薄場圭(以下、薄場):昔から絵を描くことが好きで、映画を観たり、物語を作るのも趣味みたいな感じでした。他にできることもないのでマンガを描いてみようと思ったのがきっかけです。

——シナリオも書かれてたんですね。

薄場:そんな大したものじゃないです。絵が好きな人が授業中に落書きしてる感覚で、自分はちょっとした物語というか文章みたいなものを書いたり想像したりしてました。

——好きなマンガや映画を教えてください。

薄場:映画だったら『リリイ・シュシュのすべて』とか。日本のノワール映画も好きです。マンガだと松本大洋先生の『Sunny』とか。堀越耕平先生の『僕のヒーローアカデミア』も大好きです。あとは宮沢賢治の小説も読んでました。他にもめちゃくちゃいっぱいあります。マンガの描き方で強く影響を受けたのは、真造圭伍先生です。

——もともと真造圭伍先生のアシスタントをされていたんですよね。

薄場:はい。何も知らない状態でアシスタントに入らせてもらったので、マンガの描き方のほとんどを真造先生から教わりました。だから教わってないことは今でもできない(笑)。真造先生が手描きだったから、僕も全部手描きだし、真造先生が自分で背景まで描いていたから、僕も自分で描いてます。今、自分にもアシスタントが数名いますが、現状は仕上げ作業をお願いするくらいです。

——背景の汚れた雰囲気に真造先生を感じました。

薄場:それはすごく嬉しいですね。背景ってキャラクターよりもコマを占める面積が大きいんですよ。だから誰が描くかでマンガの空気感みたいなものは変わってくると思います。
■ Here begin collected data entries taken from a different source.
impl RefreshController {
    pub fn new(
        pipeline: MatchupPipeline,
        store: Arc<dyn SnapshotStore>,
        compute_timeout: Duration,
        stats: Arc<EngineStats>,
        latency: Arc<LatencyStats>,
    ) -> Arc<Self> {
        Arc::new(Self {
            pipeline,
            store,
            states: DashMap::new(),
            compute_timeout,
            stats,
            latency,
        })
    }

    pub fn status(&self, key: SnapshotKey) -> KeyStatus {
        match self.states.get(&key).as_deref() {
            None => KeyStatus::Absent,
            Some(KeyState::Computing(_)) => KeyStatus::Computing,
            Some(KeyState::Ready) => KeyStatus::Ready,
            Some(KeyState::Stale) => KeyStatus::Stale,
        }
    }

    pub fn upstream_log_fetches(&self) -> u64 {
        self.pipeline.log_store().upstream_fetches()
    }

    /// Stored snapshot if current, otherwise computes it (or joins the
    /// computation already running for the key).
    pub async fn get_matchups(
        self: &Arc<Self>,
        slate_date: NaiveDate,
        window: Window,
    ) -> Result<ServedSnapshot, EngineError> {
        let key = SnapshotKey::new(slate_date, window);
        let mut reread = false;

        loop {
            let current = self.states.get(&key).map(|s| s.value().clone());
            match current {
                Some(KeyState::Computing(rx)) => return wait_for_outcome(rx).await,
                Some(KeyState::Stale) => {}
                Some(KeyState::Ready) | None => match self.read_cached(key).await {
                    CachedRead::Hit(served) => return Ok(served),
                    CachedRead::Outdated => reread = true,
                    CachedRead::Miss => {}
                },
            }

            match self.claim(key, reread) {
                Claim::Join(rx) => return wait_for_outcome(rx).await,
                Claim::Start(rx, tx) => {
                    self.spawn_computation(key, tx);
                    return wait_for_outcome(rx).await;
                }
                Claim::Reread => reread = true,
            }
        }
    }

    /// Invalidate both windows of a slate. With `recompute` the season's raw
    /// logs are refetched and both windows are rebuilt before returning.
    pub async fn refresh(
        self: &Arc<Self>,
        slate_date: NaiveDate,
        recompute: bool,
    ) -> Result<RefreshOutcome, EngineError> {
        if recompute {
            self.invalidate_raw_logs(slate_date);
        }

        let mut cleared_keys = 0;
        for window in Window::ALL {
            if self.invalidate_key(SnapshotKey::new(slate_date, window)).await? {
                cleared_keys += 1;
            }
        }

        let mut stale = false;
        if recompute {
            let results = join_all(Window::ALL.map(|w| self.get_matchups(slate_date, w))).await;
            for result in results {
                stale |= result?.origin == SnapshotOrigin::StaleFallback;
            }
        }

        info!(slate_date = %slate_date, cleared_keys, recompute, stale, "Slate refreshed");
        Ok(RefreshOutcome {
            slate_date,
            cleared_keys,
            recomputed: recompute,
            stale,
        })
    }

    /// Invalidate one key. The other window of the slate is untouched.
    pub async fn refresh_window(
        self: &Arc<Self>,
        key: SnapshotKey,
        recompute: bool,
    ) -> Result<RefreshOutcome, EngineError> {
        if recompute {
            self.invalidate_raw_logs(key.slate_date);
        }
        let cleared = self.invalidate_key(key).await?;

        let mut stale = false;
        if recompute {
            let served = self.get_matchups(key.slate_date, key.window).await?;
            stale = served.origin == SnapshotOrigin::StaleFallback;
        }

        info!(key = %key, cleared, recompute, stale, "Window refreshed");
        Ok(RefreshOutcome {
            slate_date: key.slate_date,
            cleared_keys: usize::from(cleared),
            recomputed: recompute,
            stale,
        })
    }

    /// Player card for the slate's window, bounded by the computation timeout.
    pub async fn player_card(
        &self,
        player_id: u64,
        slate_date: NaiveDate,
        window: Window,
    ) -> Result<ServedCard, EngineError> {
        let served = tokio::time::timeout(
            self.compute_timeout,
            self.pipeline.player_card(player_id, slate_date, window),
        )
        .await
        .map_err(|_| EngineError::ComputationTimeout(self.compute_timeout))??;
        if served.stale_inputs {
            self.stats.inc_stale_serves();
            warn!(player_id, slate_date = %slate_date, "Player card built from cached logs, upstream unavailable");
        }
        Ok(served)
    }

    fn invalidate_raw_logs(&self, slate_date: NaiveDate) {
        let season = season_label_for_date(slate_date);
        if self.pipeline.log_store().invalidate(&season) {
            info!(season = %season, "Raw logs invalidated");
        }
    }

    /// Let any in-flight computation land first so its `put` cannot overwrite
    /// the invalidation.
    async fn invalidate_key(&self, key: SnapshotKey) -> Result<bool, EngineError> {
        loop {
            let in_flight = match self.states.get(&key).as_deref() {
                Some(KeyState::Computing(rx)) => Some(rx.clone()),
                _ => None,
            };
            match in_flight {
                Some(rx) => {
                    let _ = wait_for_outcome(rx).await;
                }
                None => break,
            }
        }

        let invalidated = self
            .store
            .invalidate(key)
            .await
            .map_err(|e| EngineError::StoreWrite(e.to_string()))?;

        match self.states.entry(key) {
            Entry::Occupied(mut e) => {
                if !matches!(e.get(), KeyState::Computing(_)) {
                    e.insert(KeyState::Stale);
                }
            }
            Entry::Vacant(e) => {
                if invalidated {
                    e.insert(KeyState::Stale);
                }
            }
        }
        Ok(invalidated)
    }

    async fn read_cached(&self, key: SnapshotKey) -> CachedRead {
        match self.store.get(key).await {
            Ok(Some(snapshot)) if self.behind_logs(&snapshot) => {
                info!(
                    key = %key,
                    as_of = %snapshot.as_of_date,
                    logs_through = ?snapshot.logs_through,
                    "Stored snapshot predates newer game logs, recomputing"
                );
                CachedRead::Outdated
            }
            Ok(Some(snapshot)) => {
                self.stats.inc_cache_hits();
                self.states.entry(key).or_insert(KeyState::Ready);
                CachedRead::Hit(ServedSnapshot {
                    snapshot: Arc::new(snapshot),
                    origin: SnapshotOrigin::Cached,
                })
            }
            Ok(None) => CachedRead::Miss,
            Err(e) => {
                warn!(key = %key, "Snapshot read failed, recomputing: {e}");
                CachedRead::Miss
            }
        }
    }

    /// A snapshot built before its cutoff's games were in the logs is final
    /// only while the log store has nothing newer to offer.
    fn behind_logs(&self, snapshot: &MatchupSnapshot) -> bool {
        let cutoff = as_of_date_for_slate(snapshot.slate_date);
        if snapshot.games.is_empty() || snapshot.logs_through.is_some_and(|d| d >= cutoff) {
            return false;
        }
        let season = season_label_for_date(snapshot.slate_date);
        self.pipeline
            .log_store()
            .may_have_newer(&season, cutoff, snapshot.logs_through)
    }

    fn claim(&self, key: SnapshotKey, reread: bool) -> Claim {
        let (tx, rx) = watch::channel(None);
        match self.states.entry(key) {
            Entry::Occupied(mut e) => {
                match e.get() {
                    KeyState::Computing(running) => return Claim::Join(running.clone()),
                    KeyState::Ready if !reread => return Claim::Reread,
                    KeyState::Ready | KeyState::Stale => {}
                }
                e.insert(KeyState::Computing(rx.clone()));
            }
            Entry::Vacant(e) => {
                e.insert(KeyState::Computing(rx.clone()));
            }
        }
        Claim::Start(rx, tx)
    }

    fn spawn_computation(self: &Arc<Self>, key: SnapshotKey, tx: watch::Sender<Option<Outcome>>) {
        let controller = Arc::clone(self);
        tokio::spawn(async move {
            let mut guard = ComputingGuard {
                controller: Arc::clone(&controller),
                key,
                armed: true,
            };
            controller.stats.inc_computations();
            let started = Instant::now();

            let outcome = match tokio::time::timeout(controller.compute_timeout, controller.compute_and_store(key)).await {
                Ok(outcome) => outcome,
                Err(_) => Err(EngineError::ComputationTimeout(controller.compute_timeout)),
            };
            controller.latency.record(started.elapsed());

            match &outcome {
                Ok(served) => match served.origin {
                    SnapshotOrigin::Computed | SnapshotOrigin::Cached => {
                        controller.states.insert(key, KeyState::Ready);
                    }
                    SnapshotOrigin::StaleFallback => {
                        controller.states.insert(key, KeyState::Stale);
                    }
                    SnapshotOrigin::Uncached => {
                        controller.states.remove(&key);
                    }
                },
                Err(e) => {
                    controller.stats.inc_computation_failures();
                    warn!(key = %key, "Snapshot computation failed: {e}");
                    controller.states.remove(&key);
                }
            }
            guard.armed = false;
            let _ = tx.send(Some(outcome));
        });
    }

    async fn compute_and_store(&self, key: SnapshotKey) -> Outcome {
        let computed = match self.pipeline.compute(key).await {
            Ok(c) => c,
            Err(EngineError::UpstreamFetch(reason)) => return self.stale_fallback(key, reason).await,
            Err(e) => return Err(e),
        };

        if computed.stale_inputs {
            self.stats.inc_stale_serves();
            warn!(key = %key, "Raw logs unavailable upstream, serving snapshot built from cached logs");
            return Ok(ServedSnapshot {
                snapshot: Arc::new(computed.snapshot),
                origin: SnapshotOrigin::StaleFallback,
            });
        }

        let mut snapshot = computed.snapshot;
        if snapshot.games.is_empty() {
            if let Ok(Some(previous)) = self.store.last_known(key).await {
                if !previous.games.is_empty() {
                    warn!(
                        key = %key,
                        previous_games = previous.games.len(),
                        "Recompute produced an empty slate, keeping previous snapshot"
                    );
                    snapshot = previous;
                }
            }
        }

        let origin = match self.store.put(key, &snapshot).await {
            Ok(()) => SnapshotOrigin::Computed,
            Err(e) => {
                self.stats.inc_store_write_failures();
                warn!(key = %key, "{}", EngineError::StoreWrite(e.to_string()));
                SnapshotOrigin::Uncached
            }
        };

        Ok(ServedSnapshot {
            snapshot: Arc::new(snapshot),
            origin,
        })
    }

    async fn stale_fallback(&self, key: SnapshotKey, reason: String) -> Outcome {
        match self.store.last_known(key).await {
            Ok(Some(previous)) => {
                self.stats.inc_stale_serves();
                warn!(key = %key, "Upstream unavailable, serving last stored snapshot: {reason}");
                Ok(ServedSnapshot {
                    snapshot: Arc::new(previous),
                    origin: SnapshotOrigin::StaleFallback,
                })
            }
            Ok(None) => Err(EngineError::UpstreamFetch(reason)),
            Err(e) => {
                warn!(key = %key, "Fallback snapshot read failed: {e}");
                Err(EngineError::UpstreamFetch(reason))
            }
        }
    }
}
/// Upstream source of raw rows. Everything past this seam is provider-agnostic.
#[async_trait]
pub trait LogProvider: Send + Sync {
    async fn fetch_player_logs(&self, season: &str) -> Result<Vec<GameLogRow>>;

    async fn fetch_team_logs(&self, season: &str) -> Result<Vec<GameLogRow>>;

    /// Roster metadata used by the position classifier. Optional upstream.
    async fn fetch_player_bios(&self, _season: &str) -> Result<Vec<PlayerBio>> {
        Ok(Vec::new())
    }

    async fn fetch_injury_report(&self, slate_date: NaiveDate) -> Result<Vec<InjuryTag>>;

    async fn fetch_slate_games(&self, slate_date: NaiveDate) -> Result<Vec<Game>>;
}

// ---------------------------------------------------------------------------
// stats.nba.com / cdn.nba.com client
// ---------------------------------------------------------------------------

pub struct NbaStatsClient {
    client: reqwest::Client,
    stats_url: String,
    cdn_url: String,
}

impl NbaStatsClient {
    pub fn new(cfg: &Config) -> Result<Self> {
        // stats.nba.com drops requests that do not look like they come from nba.com.
        let mut headers = HeaderMap::new();
        headers.insert(USER_AGENT, HeaderValue::from_static("Mozilla/5.0 (X11; Linux x86_64)"));
        headers.insert(ACCEPT, HeaderValue::from_static("application/json, text/plain, */*"));
        headers.insert(REFERER, HeaderValue::from_static("https://www.nba.com/"));
        headers.insert(ORIGIN, HeaderValue::from_static("https://www.nba.com"));

        let client = reqwest::Client::builder()
            .timeout(cfg.upstream_timeout)
            .default_headers(headers)
            .build()?;

        Ok(Self {
            client,
            stats_url: cfg.nba_stats_url.trim_end_matches('/').to_string(),
            cdn_url: cfg.nba_cdn_url.trim_end_matches('/').to_string(),
        })
    }

    async fn get_json(&self, url: &str) -> Result<Value> {
        let mut last_err = None;
        for (attempt, backoff_ms) in RETRY_BACKOFF_MS.iter().enumerate() {
            match self.try_get_json(url).await {
                Ok(v) => return Ok(v),
                Err(e) => {
                    warn!(
                        "Upstream request failed (attempt {}/{}): {url}: {e}",
                        attempt + 1,
                        RETRY_BACKOFF_MS.len()
                    );
                    last_err = Some(e);
                    if attempt + 1 < RETRY_BACKOFF_MS.len() {
                        tokio::time::sleep(Duration::from_millis(*backoff_ms)).await;
                    }
                }
            }
        }
        Err(last_err.unwrap_or_else(|| AppError::Malformed(format!("no attempts made for {url}"))))
    }

    async fn try_get_json(&self, url: &str) -> Result<Value> {
        let resp = self.client.get(url).send().await?.error_for_status()?;
        Ok(resp.json().await?)
    }
}

#[async_trait]
impl LogProvider for NbaStatsClient {
    async fn fetch_player_logs(&self, season: &str) -> Result<Vec<GameLogRow>> {
        let url = format!(
            "{}/playergamelogs?Season={season}&SeasonType=Regular%20Season&LeagueID=00",
            self.stats_url
        );
        let resp = self.get_json(&url).await?;
        let table = first_result_table(&resp)?;
        let rows = parse_player_log_rows(&table, season);
        info!("Fetched {} player log rows for season {season}", rows.len());
        Ok(rows)
    }

    async fn fetch_team_logs(&self, season: &str) -> Result<Vec<GameLogRow>> {
        let url = format!(
            "{}/leaguegamefinder?PlayerOrTeam=T&Season={season}&SeasonType=Regular%20Season&LeagueID=00",
            self.stats_url
        );
        let resp = self.get_json(&url).await?;
        let table = first_result_table(&resp)?;
        let lines = parse_team_lines(&table);
        let rows = attach_team_estimates(lines, season);
        info!("Fetched {} team log rows for season {season}", rows.len());
        Ok(rows)
    }

    async fn fetch_player_bios(&self, season: &str) -> Result<Vec<PlayerBio>> {
        let url = format!("{}/playerindex?LeagueID=00&Season={season}", self.stats_url);
        let resp = self.get_json(&url).await?;
        let table = first_result_table(&resp)?;
        Ok(parse_player_bios(&table))
    }

    async fn fetch_injury_report(&self, slate_date: NaiveDate) -> Result<Vec<InjuryTag>> {
        let urls = [
            format!(
                "{}/injuryReport/injuryReport_{}.json",
                self.cdn_url,
                slate_date.format("%Y%m%d")
            ),
            format!("{}/injuryReport/injuryReport.json", self.cdn_url),
        ];

        let mut last_err = None;
        for url in &urls {
            match self.try_get_json(url).await {
                Ok(v) => return Ok(parse_injury_report(&v)),
                Err(e) => {
                    debug!("Injury report unavailable at {url}: {e}");
                    last_err = Some(e);
                }
            }
        }
        Err(last_err.unwrap_or_else(|| AppError::Malformed("no injury report urls".to_string())))
    }

    async fn fetch_slate_games(&self, slate_date: NaiveDate) -> Result<Vec<Game>> {
        let url = format!(
            "{}/scoreboardv2?GameDate={}&LeagueID=00&DayOffset=0",
            self.stats_url,
            slate_date.format("%m/%d/%Y")
        );
        let resp = self.get_json(&url).await?;
        let tables = result_tables(&resp)?;
        let header = tables
            .iter()
            .find(|t| t.name == "GameHeader")
            .ok_or_else(|| AppError::Malformed("scoreboard missing GameHeader".to_string()))?;
        let line_score = tables.iter().find(|t| t.name == "LineScore");
        Ok(dedupe_games(parse_scoreboard(header, line_score)))
    }
}

// ---------------------------------------------------------------------------
// resultSets tables
// ---------------------------------------------------------------------------

/// One `{name, headers, rowSet}` table from a stats API response.
#[derive(Debug, Clone)]
pub struct ResultTable {
    pub name: String,
    headers: HashMap<String, usize>,
    rows: Vec<Vec<Value>>,
}

impl ResultTable {
    fn cell<'a>(&self, row: &'a [Value], col: &str) -> Option<&'a Value> {
        self.headers.get(col).and_then(|&i| row.get(i))
    }

    fn str_at(&self, row: &[Value], col: &str) -> Option<String> {
        match self.cell(row, col)? {
            Value::String(s) => Some(s.trim().to_string()).filter(|s| !s.is_empty()),
            Value::Number(n) => Some(n.to_string()),
            _ => None,
        }
    }

    fn f64_at(&self, row: &[Value], col: &str) -> Option<f64> {
        let v = self.cell(row, col)?;
        v.as_f64().or_else(|| v.as_str().and_then(|s| s.trim().parse().ok()))
    }

    fn u64_at(&self, row: &[Value], col: &str) -> Option<u64> {
        let v = self.cell(row, col)?;
        v.as_u64()
            .or_else(|| v.as_f64().filter(|f| *f >= 0.0).map(|f| f as u64))
            .or_else(|| v.as_str().and_then(|s| s.trim().parse().ok()))
    }
}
——アーティストのGILLOCHINDOX☆GILLOCHINDAEさんとはお友達?

薄場:辞めてしまったんですけど、大学時代に知り合いました。腐れ縁的な。

——お互いに高め合う存在?

薄場:それはないです(笑)。ただの友達ですね。

——ではヒップホップを題材にマンガを描こうと思ったのはなぜですか?

薄場:最初からヒップホップを描きたいと思ったわけじゃなくて、まず週刊連載をしたかったんです。僕の作風で週刊誌の連載をしようと思った時、何が柱になるかなと考えて、「音楽がいいかも」と思いつきました。自分自身もラップが好きで、ラッパーがヒーローだったので、こういう話になりました。

——先日別媒体でSEEDAさんと対談されてましたよね? あと第2集にはANARCHYさんの『GROWTH』が背景にさらりと登場しててお好きなのかなと思いました。

薄場:SEEDAさんもANARCHYさんも大好きです。『GROWTH』は小学5年生くらいの頃に聴いて衝撃を受けました。

——ということは京都が地元?

薄場:いえ、大阪の泉州あたりです。レゲエ文化が根強い地域で、小学校の給食時間にJ-POPと同じ流れでレゲエがかかるんです。そんな環境だからか、ヒップホップもかなり身近というか。レゲエも好きだけど、ヒップホップにハマりましたね。

「あくまで自分が見てきた肌感覚を描いています」

——以前のインタビューで主人公の雪人(ゆきと)に自分を重ねたと発言されてましたね。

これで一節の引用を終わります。